Start of DATA

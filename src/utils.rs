use ndarray::{Array1, Array2, Array3};
use serde::{Deserialize, Serialize};

use std::fs::File;
use std::io::{BufRead, BufReader};
use std::path::Path;

use crate::error::{Error, Result};

#[derive(Debug, Clone, PartialEq, Serialize, Deserialize)]
#[serde(default)]
pub struct Config {
    pub nstates: usize,
    pub nmix: usize,
    pub max_iterations: usize,
    pub convergence_threshold: f64,
    pub kmeans_threshold: f64,
    pub split_perturbation: f64,
    pub variance_floor: f64,
    pub seed: u64,
}

impl Default for Config {
    fn default() -> Self {
        Self {
            nstates: 5,
            nmix: 4,
            max_iterations: 100,
            convergence_threshold: 1.0e-3,
            kmeans_threshold: 1.0e-3,
            split_perturbation: 1.0e-5,
            variance_floor: 1.0e-30,
            seed: 0,
        }
    }
}

impl Config {

    pub fn new(nstates: usize, nmix: usize) -> Self {
        Self { nstates, nmix, ..Self::default() }
    }

    /// Reads a `key=value` configuration file. Blank lines and lines starting
    /// with `#` are skipped; unset keys keep their default.
    pub fn from_config_file<P: AsRef<Path>>(path: P) -> Result<Self> {
        let path = path.as_ref();
        let file = File::open(path).map_err(|source| Error::Io {
            context: format!("opening config file {}", path.display()),
            source,
        })?;
        Self::from_reader(BufReader::new(file))
    }

    pub fn from_reader<R: BufRead>(reader: R) -> Result<Self> {
        let mut instance = Config::default();
        for line in reader.lines() {
            let line = line.map_err(|source| Error::Io {
                context: String::from("reading config"),
                source,
            })?;
            let line = line.trim();
            if line.is_empty() || line.starts_with('#') {
                continue;
            }
            let splits: Vec<&str> = line.split('=').collect();
            if splits.len() != 2 {
                return Err(Error::Configuration(format!("wrong line in config file: {:?}", line)));
            }
            let option = splits[0].trim();
            let value = splits[1].trim();
            match option {
                "nstates" => instance.nstates = parse_value(option, value)?,
                "nmix" => instance.nmix = parse_value(option, value)?,
                "max_iterations" => instance.max_iterations = parse_value(option, value)?,
                "convergence_threshold" => instance.convergence_threshold = parse_value(option, value)?,
                "kmeans_threshold" => instance.kmeans_threshold = parse_value(option, value)?,
                "split_perturbation" => instance.split_perturbation = parse_value(option, value)?,
                "variance_floor" => instance.variance_floor = parse_value(option, value)?,
                "seed" => instance.seed = parse_value(option, value)?,
                _ => return Err(Error::Configuration(format!("unknown option in config file: {:?}", option))),
            };
        }
        Ok(instance)
    }

    pub fn from_json(json: &str) -> Result<Self> {
        Ok(serde_json::from_str(json)?)
    }

    pub fn validate(&self) -> Result<()> {
        if self.nstates == 0 {
            return Err(Error::Configuration(String::from("nstates must be at least 1")));
        }
        if !self.nmix.is_power_of_two() {
            return Err(Error::Configuration(format!("nmix must be a power of two, got {}", self.nmix)));
        }
        if self.max_iterations == 0 {
            return Err(Error::Configuration(String::from("max_iterations must be at least 1")));
        }
        let positive = [
            ("convergence_threshold", self.convergence_threshold),
            ("kmeans_threshold", self.kmeans_threshold),
            ("split_perturbation", self.split_perturbation),
            ("variance_floor", self.variance_floor),
        ];
        for (name, value) in positive.iter() {
            if !(*value > 0.0 && value.is_finite()) {
                return Err(Error::Configuration(format!("{} must be positive and finite, got {}", name, value)));
            }
        }
        Ok(())
    }
}

fn parse_value<T: std::str::FromStr>(option: &str, value: &str) -> Result<T> {
    value
        .parse::<T>()
        .map_err(|_| Error::Configuration(format!("can not parse {:?} for option {}", value, option)))
}

fn try_buffer<T: Clone + Default>(len: usize, what: &'static str) -> Result<Vec<T>> {
    let mut buffer = Vec::new();
    buffer
        .try_reserve_exact(len)
        .map_err(|source| Error::Allocation { what, source })?;
    buffer.resize(len, T::default());
    Ok(buffer)
}

fn checked_len(dims: &[usize], what: &'static str) -> Result<usize> {
    dims.iter()
        .try_fold(1usize, |acc, d| acc.checked_mul(*d))
        .ok_or_else(|| Error::Configuration(format!("{} size overflows: {:?}", what, dims)))
}

pub fn zeros1(len: usize, what: &'static str) -> Result<Array1<f64>> {
    Ok(Array1::from(try_buffer::<f64>(len, what)?))
}

pub fn zeros2(shape: (usize, usize), what: &'static str) -> Result<Array2<f64>> {
    let len = checked_len(&[shape.0, shape.1], what)?;
    Ok(Array2::from_shape_vec(shape, try_buffer::<f64>(len, what)?)?)
}

/// Zeroed `usize` matrix, used for backpointers.
pub fn index_zeros2(shape: (usize, usize), what: &'static str) -> Result<Array2<usize>> {
    let len = checked_len(&[shape.0, shape.1], what)?;
    Ok(Array2::from_shape_vec(shape, try_buffer::<usize>(len, what)?)?)
}

pub fn zeros3(shape: (usize, usize, usize), what: &'static str) -> Result<Array3<f64>> {
    let len = checked_len(&[shape.0, shape.1, shape.2], what)?;
    Ok(Array3::from_shape_vec(shape, try_buffer::<f64>(len, what)?)?)
}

End of DATA

WHAT IS EXPECTED >>
Whenever a line in the material contains the word "path", copy that line.

OUTPUT FOR THIS TASK >>
use std::path::Path;
    pub fn from_config_file<P: AsRef<Path>>(path: P) -> Result<Self> {
        let path = path.as_ref();
        let file = File::open(path).map_err(|source| Error::Io {
            context: format!("opening config file {}", path.display()),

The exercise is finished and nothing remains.